◆ What you are asked to do ◆
Look through the entries below. Report each line that has the word "SavedReport" in it.
━━ Material provided
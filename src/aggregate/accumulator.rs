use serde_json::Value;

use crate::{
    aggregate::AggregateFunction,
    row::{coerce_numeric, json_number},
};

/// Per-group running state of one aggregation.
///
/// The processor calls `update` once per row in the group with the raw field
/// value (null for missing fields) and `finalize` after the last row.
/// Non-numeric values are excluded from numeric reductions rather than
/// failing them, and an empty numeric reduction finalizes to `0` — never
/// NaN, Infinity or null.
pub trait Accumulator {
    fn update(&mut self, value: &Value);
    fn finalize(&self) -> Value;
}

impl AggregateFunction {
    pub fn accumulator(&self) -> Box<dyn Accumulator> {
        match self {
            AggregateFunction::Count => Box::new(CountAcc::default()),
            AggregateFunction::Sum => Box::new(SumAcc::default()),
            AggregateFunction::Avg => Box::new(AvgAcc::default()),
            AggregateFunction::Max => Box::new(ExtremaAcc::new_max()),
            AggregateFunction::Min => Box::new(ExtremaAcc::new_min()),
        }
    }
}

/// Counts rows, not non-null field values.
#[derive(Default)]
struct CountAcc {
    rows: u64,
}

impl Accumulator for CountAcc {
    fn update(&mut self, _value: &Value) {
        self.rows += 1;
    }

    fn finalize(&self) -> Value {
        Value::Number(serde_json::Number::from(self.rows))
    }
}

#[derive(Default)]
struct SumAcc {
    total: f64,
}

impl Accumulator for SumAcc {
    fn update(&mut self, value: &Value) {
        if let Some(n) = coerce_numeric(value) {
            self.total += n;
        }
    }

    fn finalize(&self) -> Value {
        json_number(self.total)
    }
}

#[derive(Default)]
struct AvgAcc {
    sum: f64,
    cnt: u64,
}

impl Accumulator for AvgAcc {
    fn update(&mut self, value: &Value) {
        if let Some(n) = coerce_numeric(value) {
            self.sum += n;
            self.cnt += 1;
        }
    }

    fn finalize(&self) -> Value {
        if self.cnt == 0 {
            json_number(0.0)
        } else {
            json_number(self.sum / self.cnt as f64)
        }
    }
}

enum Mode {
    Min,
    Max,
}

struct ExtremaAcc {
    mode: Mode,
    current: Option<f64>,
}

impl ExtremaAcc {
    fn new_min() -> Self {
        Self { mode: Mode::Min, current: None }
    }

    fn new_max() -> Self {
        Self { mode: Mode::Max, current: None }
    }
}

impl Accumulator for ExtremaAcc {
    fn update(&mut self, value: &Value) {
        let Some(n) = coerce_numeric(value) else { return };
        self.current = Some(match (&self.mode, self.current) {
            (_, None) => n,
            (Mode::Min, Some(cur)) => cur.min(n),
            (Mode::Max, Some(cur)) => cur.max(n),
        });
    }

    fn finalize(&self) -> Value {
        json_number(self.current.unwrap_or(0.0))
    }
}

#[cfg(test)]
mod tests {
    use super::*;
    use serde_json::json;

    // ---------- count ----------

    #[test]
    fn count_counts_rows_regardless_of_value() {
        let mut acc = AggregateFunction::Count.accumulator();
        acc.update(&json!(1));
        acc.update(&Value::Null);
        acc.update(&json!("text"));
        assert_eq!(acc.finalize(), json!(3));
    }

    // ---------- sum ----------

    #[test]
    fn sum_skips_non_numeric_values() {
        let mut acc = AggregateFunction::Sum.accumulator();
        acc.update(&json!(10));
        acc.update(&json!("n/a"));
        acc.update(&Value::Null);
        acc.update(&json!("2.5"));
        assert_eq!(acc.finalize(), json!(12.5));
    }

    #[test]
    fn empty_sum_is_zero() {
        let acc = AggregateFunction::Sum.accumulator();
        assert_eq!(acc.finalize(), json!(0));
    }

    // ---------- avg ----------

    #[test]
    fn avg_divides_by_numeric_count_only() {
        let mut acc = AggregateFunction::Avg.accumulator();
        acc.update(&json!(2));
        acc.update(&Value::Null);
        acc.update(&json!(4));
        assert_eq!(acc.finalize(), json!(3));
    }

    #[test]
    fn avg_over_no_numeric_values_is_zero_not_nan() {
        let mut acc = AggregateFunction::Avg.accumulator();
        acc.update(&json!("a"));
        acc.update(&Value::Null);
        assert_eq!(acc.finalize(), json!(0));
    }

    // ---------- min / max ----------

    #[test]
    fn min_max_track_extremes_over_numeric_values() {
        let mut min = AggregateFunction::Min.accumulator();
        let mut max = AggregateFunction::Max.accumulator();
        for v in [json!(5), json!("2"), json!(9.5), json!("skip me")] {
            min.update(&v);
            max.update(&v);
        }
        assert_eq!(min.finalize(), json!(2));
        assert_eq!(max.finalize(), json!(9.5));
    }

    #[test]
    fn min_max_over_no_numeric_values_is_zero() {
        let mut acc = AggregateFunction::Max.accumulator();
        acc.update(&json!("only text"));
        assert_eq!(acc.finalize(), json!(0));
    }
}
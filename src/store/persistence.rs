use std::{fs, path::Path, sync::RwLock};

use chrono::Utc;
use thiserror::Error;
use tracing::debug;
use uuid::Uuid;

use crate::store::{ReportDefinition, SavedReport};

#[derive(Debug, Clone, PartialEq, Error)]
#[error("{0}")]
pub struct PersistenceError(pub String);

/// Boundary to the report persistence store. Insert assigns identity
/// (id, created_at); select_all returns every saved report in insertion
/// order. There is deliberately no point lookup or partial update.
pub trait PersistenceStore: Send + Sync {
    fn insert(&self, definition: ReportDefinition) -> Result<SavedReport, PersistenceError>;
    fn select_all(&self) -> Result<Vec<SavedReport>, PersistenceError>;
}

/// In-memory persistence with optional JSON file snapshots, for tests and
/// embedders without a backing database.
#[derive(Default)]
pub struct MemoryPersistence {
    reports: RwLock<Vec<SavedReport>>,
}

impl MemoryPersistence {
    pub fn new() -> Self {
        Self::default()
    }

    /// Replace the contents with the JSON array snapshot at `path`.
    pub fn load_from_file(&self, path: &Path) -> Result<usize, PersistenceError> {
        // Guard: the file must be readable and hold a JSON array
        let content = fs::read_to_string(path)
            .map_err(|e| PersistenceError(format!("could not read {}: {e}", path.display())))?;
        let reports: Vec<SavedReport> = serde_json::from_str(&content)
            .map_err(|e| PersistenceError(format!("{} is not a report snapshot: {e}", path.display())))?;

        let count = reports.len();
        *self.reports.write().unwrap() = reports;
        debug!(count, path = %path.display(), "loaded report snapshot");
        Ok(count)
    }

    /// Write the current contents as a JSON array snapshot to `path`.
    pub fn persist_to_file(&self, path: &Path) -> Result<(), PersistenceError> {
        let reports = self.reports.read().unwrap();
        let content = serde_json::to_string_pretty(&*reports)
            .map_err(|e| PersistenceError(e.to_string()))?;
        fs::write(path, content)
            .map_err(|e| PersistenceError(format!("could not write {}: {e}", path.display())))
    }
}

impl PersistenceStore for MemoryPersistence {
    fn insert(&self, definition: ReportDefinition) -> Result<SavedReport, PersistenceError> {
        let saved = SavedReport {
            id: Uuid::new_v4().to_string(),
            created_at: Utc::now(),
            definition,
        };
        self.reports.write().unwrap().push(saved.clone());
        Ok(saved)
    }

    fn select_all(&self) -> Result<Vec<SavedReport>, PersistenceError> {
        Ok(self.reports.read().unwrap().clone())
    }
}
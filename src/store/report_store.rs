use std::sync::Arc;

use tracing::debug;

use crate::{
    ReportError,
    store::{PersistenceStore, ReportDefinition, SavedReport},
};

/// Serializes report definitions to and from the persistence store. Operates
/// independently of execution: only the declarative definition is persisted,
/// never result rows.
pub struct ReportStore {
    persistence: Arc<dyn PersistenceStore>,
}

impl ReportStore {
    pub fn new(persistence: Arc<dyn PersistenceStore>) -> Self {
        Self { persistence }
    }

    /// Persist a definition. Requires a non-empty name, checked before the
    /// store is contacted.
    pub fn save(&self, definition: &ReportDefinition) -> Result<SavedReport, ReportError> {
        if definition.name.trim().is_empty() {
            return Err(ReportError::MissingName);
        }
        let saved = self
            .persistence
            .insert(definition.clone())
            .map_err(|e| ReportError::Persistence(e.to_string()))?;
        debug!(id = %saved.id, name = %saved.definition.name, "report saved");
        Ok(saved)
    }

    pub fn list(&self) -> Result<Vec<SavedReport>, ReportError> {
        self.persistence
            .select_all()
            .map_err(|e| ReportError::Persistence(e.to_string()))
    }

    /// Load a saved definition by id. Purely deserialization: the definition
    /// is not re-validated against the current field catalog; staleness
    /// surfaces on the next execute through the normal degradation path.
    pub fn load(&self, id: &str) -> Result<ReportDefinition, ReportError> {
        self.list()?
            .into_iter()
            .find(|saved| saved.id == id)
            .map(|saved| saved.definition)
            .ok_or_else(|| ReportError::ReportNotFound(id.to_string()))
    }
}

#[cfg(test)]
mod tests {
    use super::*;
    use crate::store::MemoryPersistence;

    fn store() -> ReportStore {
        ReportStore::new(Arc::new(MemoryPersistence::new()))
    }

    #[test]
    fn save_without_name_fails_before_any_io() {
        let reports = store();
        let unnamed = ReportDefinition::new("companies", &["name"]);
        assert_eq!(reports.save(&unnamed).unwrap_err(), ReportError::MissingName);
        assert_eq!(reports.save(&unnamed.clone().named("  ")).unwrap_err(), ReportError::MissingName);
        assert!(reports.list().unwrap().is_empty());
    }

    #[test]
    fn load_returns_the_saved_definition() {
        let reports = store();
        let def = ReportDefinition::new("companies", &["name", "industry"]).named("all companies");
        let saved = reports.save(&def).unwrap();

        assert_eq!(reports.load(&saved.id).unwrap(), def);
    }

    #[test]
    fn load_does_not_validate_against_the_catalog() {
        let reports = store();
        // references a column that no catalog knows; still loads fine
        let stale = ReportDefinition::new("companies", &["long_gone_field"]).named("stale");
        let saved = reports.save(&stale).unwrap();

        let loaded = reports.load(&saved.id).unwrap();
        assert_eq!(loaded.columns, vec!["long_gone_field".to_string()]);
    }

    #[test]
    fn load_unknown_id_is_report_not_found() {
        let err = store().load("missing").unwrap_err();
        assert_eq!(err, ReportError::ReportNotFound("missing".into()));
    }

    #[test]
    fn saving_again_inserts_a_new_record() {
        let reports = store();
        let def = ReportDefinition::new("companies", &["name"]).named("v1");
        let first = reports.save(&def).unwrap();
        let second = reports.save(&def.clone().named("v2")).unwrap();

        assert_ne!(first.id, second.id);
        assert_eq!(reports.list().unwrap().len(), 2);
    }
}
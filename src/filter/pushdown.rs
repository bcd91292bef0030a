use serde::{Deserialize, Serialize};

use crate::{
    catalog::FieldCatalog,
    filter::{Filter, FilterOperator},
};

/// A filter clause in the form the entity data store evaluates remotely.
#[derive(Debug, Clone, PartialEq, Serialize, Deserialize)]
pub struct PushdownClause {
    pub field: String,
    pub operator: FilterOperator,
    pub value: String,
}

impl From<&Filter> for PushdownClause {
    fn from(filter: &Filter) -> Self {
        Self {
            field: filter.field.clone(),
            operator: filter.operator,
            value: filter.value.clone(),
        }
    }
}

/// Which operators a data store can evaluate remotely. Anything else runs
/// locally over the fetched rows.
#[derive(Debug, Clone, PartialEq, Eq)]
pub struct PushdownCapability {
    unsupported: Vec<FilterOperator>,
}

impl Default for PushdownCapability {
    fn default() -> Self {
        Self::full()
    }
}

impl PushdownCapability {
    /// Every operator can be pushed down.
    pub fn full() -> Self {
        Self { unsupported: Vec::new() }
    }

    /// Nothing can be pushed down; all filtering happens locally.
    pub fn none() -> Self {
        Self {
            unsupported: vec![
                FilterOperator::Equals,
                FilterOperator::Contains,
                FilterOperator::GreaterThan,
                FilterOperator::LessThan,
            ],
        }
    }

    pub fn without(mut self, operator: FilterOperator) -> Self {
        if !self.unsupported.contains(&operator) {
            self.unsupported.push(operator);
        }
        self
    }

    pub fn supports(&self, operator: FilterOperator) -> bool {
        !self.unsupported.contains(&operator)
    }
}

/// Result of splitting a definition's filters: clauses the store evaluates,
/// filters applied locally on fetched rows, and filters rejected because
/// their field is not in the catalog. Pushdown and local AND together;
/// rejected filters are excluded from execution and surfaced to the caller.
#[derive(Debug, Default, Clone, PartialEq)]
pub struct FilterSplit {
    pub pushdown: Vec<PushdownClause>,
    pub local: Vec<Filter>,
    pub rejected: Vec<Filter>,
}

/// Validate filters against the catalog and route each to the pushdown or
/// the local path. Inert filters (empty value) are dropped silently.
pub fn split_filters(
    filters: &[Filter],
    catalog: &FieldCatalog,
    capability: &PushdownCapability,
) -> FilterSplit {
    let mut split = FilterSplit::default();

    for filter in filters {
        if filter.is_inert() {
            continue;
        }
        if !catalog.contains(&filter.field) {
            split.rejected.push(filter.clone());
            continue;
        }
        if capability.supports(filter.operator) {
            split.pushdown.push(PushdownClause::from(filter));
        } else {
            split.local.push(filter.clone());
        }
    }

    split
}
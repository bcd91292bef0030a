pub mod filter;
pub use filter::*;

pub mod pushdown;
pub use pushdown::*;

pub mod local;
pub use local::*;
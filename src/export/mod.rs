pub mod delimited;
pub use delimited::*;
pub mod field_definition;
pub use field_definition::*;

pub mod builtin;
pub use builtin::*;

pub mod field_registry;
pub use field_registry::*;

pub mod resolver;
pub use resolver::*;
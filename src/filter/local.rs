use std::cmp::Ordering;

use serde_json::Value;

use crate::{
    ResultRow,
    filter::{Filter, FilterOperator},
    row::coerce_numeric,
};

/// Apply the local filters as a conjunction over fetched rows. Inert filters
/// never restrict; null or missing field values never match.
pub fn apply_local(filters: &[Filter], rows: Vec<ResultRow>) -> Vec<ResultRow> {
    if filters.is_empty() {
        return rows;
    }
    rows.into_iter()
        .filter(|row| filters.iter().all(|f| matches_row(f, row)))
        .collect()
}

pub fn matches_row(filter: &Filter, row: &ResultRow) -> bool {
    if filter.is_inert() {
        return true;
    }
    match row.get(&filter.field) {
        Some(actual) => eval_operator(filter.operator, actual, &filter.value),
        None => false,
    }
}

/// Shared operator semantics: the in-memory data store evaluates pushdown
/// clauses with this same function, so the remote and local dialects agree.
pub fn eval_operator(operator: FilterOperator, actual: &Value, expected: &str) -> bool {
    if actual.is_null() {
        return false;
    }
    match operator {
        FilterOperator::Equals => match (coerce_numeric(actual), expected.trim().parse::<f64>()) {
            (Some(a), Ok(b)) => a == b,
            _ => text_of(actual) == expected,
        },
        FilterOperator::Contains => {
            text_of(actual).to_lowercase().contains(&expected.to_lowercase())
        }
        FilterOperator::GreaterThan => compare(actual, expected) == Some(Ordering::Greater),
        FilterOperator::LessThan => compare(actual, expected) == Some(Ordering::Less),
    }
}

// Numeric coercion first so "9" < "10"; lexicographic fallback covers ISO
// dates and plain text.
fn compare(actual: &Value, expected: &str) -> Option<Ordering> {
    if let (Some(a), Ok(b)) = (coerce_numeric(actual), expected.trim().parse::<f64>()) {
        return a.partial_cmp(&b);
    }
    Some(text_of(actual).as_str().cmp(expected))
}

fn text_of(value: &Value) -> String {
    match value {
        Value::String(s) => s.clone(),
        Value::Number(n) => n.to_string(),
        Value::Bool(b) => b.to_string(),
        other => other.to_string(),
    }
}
━━━━
◆ Exercise result ◆
use crate::store::{ReportDefinition, SavedReport};
    fn insert(&self, definition: ReportDefinition) -> Result<SavedReport, PersistenceError>;
    fn select_all(&self) -> Result<Vec<SavedReport>, PersistenceError>;
    reports: RwLock<Vec<SavedReport>>,
        let reports: Vec<SavedReport> = serde_json::from_str(&content)
    fn insert(&self, definition: ReportDefinition) -> Result<SavedReport, PersistenceError> {
        let saved = SavedReport {
    fn select_all(&self) -> Result<Vec<SavedReport>, PersistenceError> {
    store::{PersistenceStore, ReportDefinition, SavedReport},
    pub fn save(&self, definition: &ReportDefinition) -> Result<SavedReport, ReportError> {
    pub fn list(&self) -> Result<Vec<SavedReport>, ReportError> {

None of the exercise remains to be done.